Collapse is a Choice
Feigned helplessness is one of the least attractive qualities in a state or local politician. Dunking on Olympia, or on President Trump, is the cheapest kind of talk when policy tools exist in Washington to address our most serious problems. Not all of our current crises are solvable with money, but it could blunt the worst effects, and nothing is stopping us except political will at the state level.
Of course, it's much easier to blame Donald Trump and Mitch McConnell for failing to rescue state and local governments. This blame is richly deserved: the federal government can borrow at very low interest rates, in a currency it can print in theoretically infinite quantities.

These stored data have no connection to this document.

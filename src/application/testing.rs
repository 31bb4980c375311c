//! Test doubles for the application layer

use std::cell::RefCell;
use std::fs;
use std::path::{Path, PathBuf};
use std::rc::Rc;
use std::sync::Mutex;
use std::time::Duration;

use crate::domain::entities::{DeploymentConfig, DeploymentInput};
use crate::domain::ports::{
    CommandOutput, Connector, DeployLog, LogLevel, RemoteShell, ShellError, SourceRepository,
};
use crate::error::{CommandFailure, HoistError, HoistResult};

/// acme from git.example.com, deployed to 10.0.0.5:8080 by `user`
pub(crate) fn config_in(root: &Path, user: &str) -> DeploymentConfig {
    DeploymentConfig::from_input(DeploymentInput {
        repository: Some("https://git.example.com/team/acme.git".to_string()),
        token: Some("s3cr3t".to_string()),
        branch: Some("main".to_string()),
        host: Some("10.0.0.5".to_string()),
        user: Some(user.to_string()),
        password: Some("hunter2".to_string()),
        port: Some(8080),
        checkout_root: root.to_path_buf(),
        settle_delay: Duration::ZERO,
        ..DeploymentInput::default()
    })
    .unwrap()
}

pub(crate) fn config_as(user: &str) -> DeploymentConfig {
    config_in(Path::new("/tmp/hoist-checkouts"), user)
}

pub(crate) fn config() -> DeploymentConfig {
    config_as("root")
}

struct Rule {
    needle: String,
    output: CommandOutput,
}

/// Remote shell that answers from a list of canned responses
///
/// The first rule whose needle occurs in the command (or its stdin)
/// wins; unmatched commands succeed with empty output.
pub(crate) struct ScriptedShell {
    rules: Vec<Rule>,
    calls: RefCell<Vec<String>>,
    syncs: RefCell<Vec<(PathBuf, String)>>,
    sync_exit: i32,
    broken: Vec<String>,
}

impl ScriptedShell {
    pub fn new() -> Self {
        Self {
            rules: Vec::new(),
            calls: RefCell::new(Vec::new()),
            syncs: RefCell::new(Vec::new()),
            sync_exit: 0,
            broken: Vec::new(),
        }
    }

    pub fn on(mut self, needle: &str, exit_code: i32, stdout: &str) -> Self {
        self.rules.push(Rule {
            needle: needle.to_string(),
            output: CommandOutput {
                stdout: stdout.to_string(),
                stderr: if exit_code == 0 {
                    String::new()
                } else {
                    format!("{} failed", needle)
                },
                exit_code,
            },
        });
        self
    }

    /// Commands containing `needle` fail with a broken channel
    pub fn broken_on(mut self, needle: &str) -> Self {
        self.broken.push(needle.to_string());
        self
    }

    pub fn failing_sync(mut self, exit_code: i32) -> Self {
        self.sync_exit = exit_code;
        self
    }

    pub fn calls(&self) -> Vec<String> {
        self.calls.borrow().clone()
    }

    pub fn ran(&self, needle: &str) -> bool {
        self.count(needle) > 0
    }

    pub fn count(&self, needle: &str) -> usize {
        self.calls.borrow().iter().filter(|c| c.contains(needle)).count()
    }

    /// Index of the first call containing `needle`
    pub fn position(&self, needle: &str) -> Option<usize> {
        self.calls.borrow().iter().position(|c| c.contains(needle))
    }

    pub fn syncs(&self) -> Vec<(PathBuf, String)> {
        self.syncs.borrow().clone()
    }
}

impl RemoteShell for ScriptedShell {
    fn destination(&self) -> String {
        "root@test-host".to_string()
    }

    fn exec(&self, command: &str, stdin: Option<&str>) -> Result<CommandOutput, ShellError> {
        let text = match stdin {
            Some(input) => format!("{}\n{}", command, input),
            None => command.to_string(),
        };
        self.calls.borrow_mut().push(text.clone());

        if self.broken.iter().any(|needle| text.contains(needle)) {
            return Err(ShellError::Io(std::io::Error::new(
                std::io::ErrorKind::BrokenPipe,
                "connection reset",
            )));
        }

        Ok(self
            .rules
            .iter()
            .find(|rule| text.contains(&rule.needle))
            .map(|rule| rule.output.clone())
            .unwrap_or_default())
    }

    fn sync_dir(&self, local: &Path, remote_dir: &str) -> Result<CommandOutput, ShellError> {
        self.syncs
            .borrow_mut()
            .push((local.to_path_buf(), remote_dir.to_string()));
        Ok(CommandOutput {
            exit_code: self.sync_exit,
            stderr: if self.sync_exit == 0 {
                String::new()
            } else {
                "rsync error: some files could not be transferred".to_string()
            },
            ..CommandOutput::default()
        })
    }
}

impl RemoteShell for Rc<ScriptedShell> {
    fn destination(&self) -> String {
        self.as_ref().destination()
    }

    fn exec(&self, command: &str, stdin: Option<&str>) -> Result<CommandOutput, ShellError> {
        self.as_ref().exec(command, stdin)
    }

    fn sync_dir(&self, local: &Path, remote_dir: &str) -> Result<CommandOutput, ShellError> {
        self.as_ref().sync_dir(local, remote_dir)
    }
}

/// Hands out one shared `ScriptedShell`, or refuses to connect
pub(crate) struct ScriptedConnector {
    pub shell: Rc<ScriptedShell>,
    pub refuse: bool,
}

impl ScriptedConnector {
    pub fn new(shell: ScriptedShell) -> Self {
        Self {
            shell: Rc::new(shell),
            refuse: false,
        }
    }
}

impl Connector for ScriptedConnector {
    type Session = Rc<ScriptedShell>;

    fn connect(&self, config: &DeploymentConfig) -> HoistResult<Self::Session> {
        if self.refuse {
            return Err(HoistError::Connection {
                destination: config.destination(),
                message: "authentication failed".to_string(),
                failure: Some(CommandFailure::new("ssh true", Some(5), "Permission denied")),
            });
        }
        Ok(self.shell.clone())
    }
}

/// Repository whose clones contain a fixed set of files
pub(crate) struct FixtureRepository {
    pub files: Vec<(&'static str, &'static str)>,
}

impl FixtureRepository {
    pub fn dockerfile() -> Self {
        Self {
            files: vec![("Dockerfile", "FROM nginx:alpine\n")],
        }
    }
}

impl SourceRepository for FixtureRepository {
    fn is_checkout(&self, path: &Path) -> bool {
        path.join(".git").is_dir()
    }

    fn clone_repo(&self, _url: &str, dest: &Path) -> Result<(), CommandFailure> {
        let io = |e: std::io::Error| CommandFailure::new("git clone", None, e.to_string());
        fs::create_dir_all(dest.join(".git")).map_err(io)?;
        for (name, content) in &self.files {
            fs::write(dest.join(name), content).map_err(io)?;
        }
        Ok(())
    }

    fn fetch(&self, _path: &Path, _url: &str, _branch: &str) -> Result<(), CommandFailure> {
        Ok(())
    }

    fn checkout(&self, _path: &Path, _branch: &str) -> Result<(), CommandFailure> {
        Ok(())
    }
}

/// Log that keeps every record in memory
#[derive(Default)]
pub(crate) struct RecordingLog {
    records: Mutex<Vec<(LogLevel, String)>>,
}

impl RecordingLog {
    pub fn records(&self) -> Vec<(LogLevel, String)> {
        self.records.lock().unwrap().clone()
    }

    pub fn at(&self, level: LogLevel) -> Vec<String> {
        self.records()
            .into_iter()
            .filter(|(l, _)| *l == level)
            .map(|(_, m)| m)
            .collect()
    }

    pub fn contains(&self, needle: &str) -> bool {
        self.records().iter().any(|(_, m)| m.contains(needle))
    }
}

impl DeployLog for RecordingLog {
    fn record(&self, level: LogLevel, message: &str) {
        self.records.lock().unwrap().push((level, message.to_string()));
    }
}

But quite aside from these advantages, the logic of deficit spending to solve urgent problems is evident to most people. It applies equally well to the State of Washington. Pick your crisis: bailing out restaurants and bars so they don't have to spread the virus to stay solvent; resourcing schools to open safely; expanding unemployment insurance while we ban many business activities; building alternatives to policing before gutting the nation's public safety framework; rejuvenating our forests so they burn less; housing the homeless; or indeed [heroically staying on-topic] undoing decades of progress in building a robust transit network here in Seattle.
Unlike many states, balanced budget rules are not in Washington's Constitution, but merely a statute passed in 2012. Therefore, a simple majority vote from our Democratically controlled House and Senate, and the Governor's approval, could start providing relief in one of the worst of times in at least 50 years.
I am not even close to the first person to have this idea. It's time for the state to stop waiting for others to rescue it and mobilize its own resources to provide relief for a stack of emergencies that no rainy-day fund could anticipate.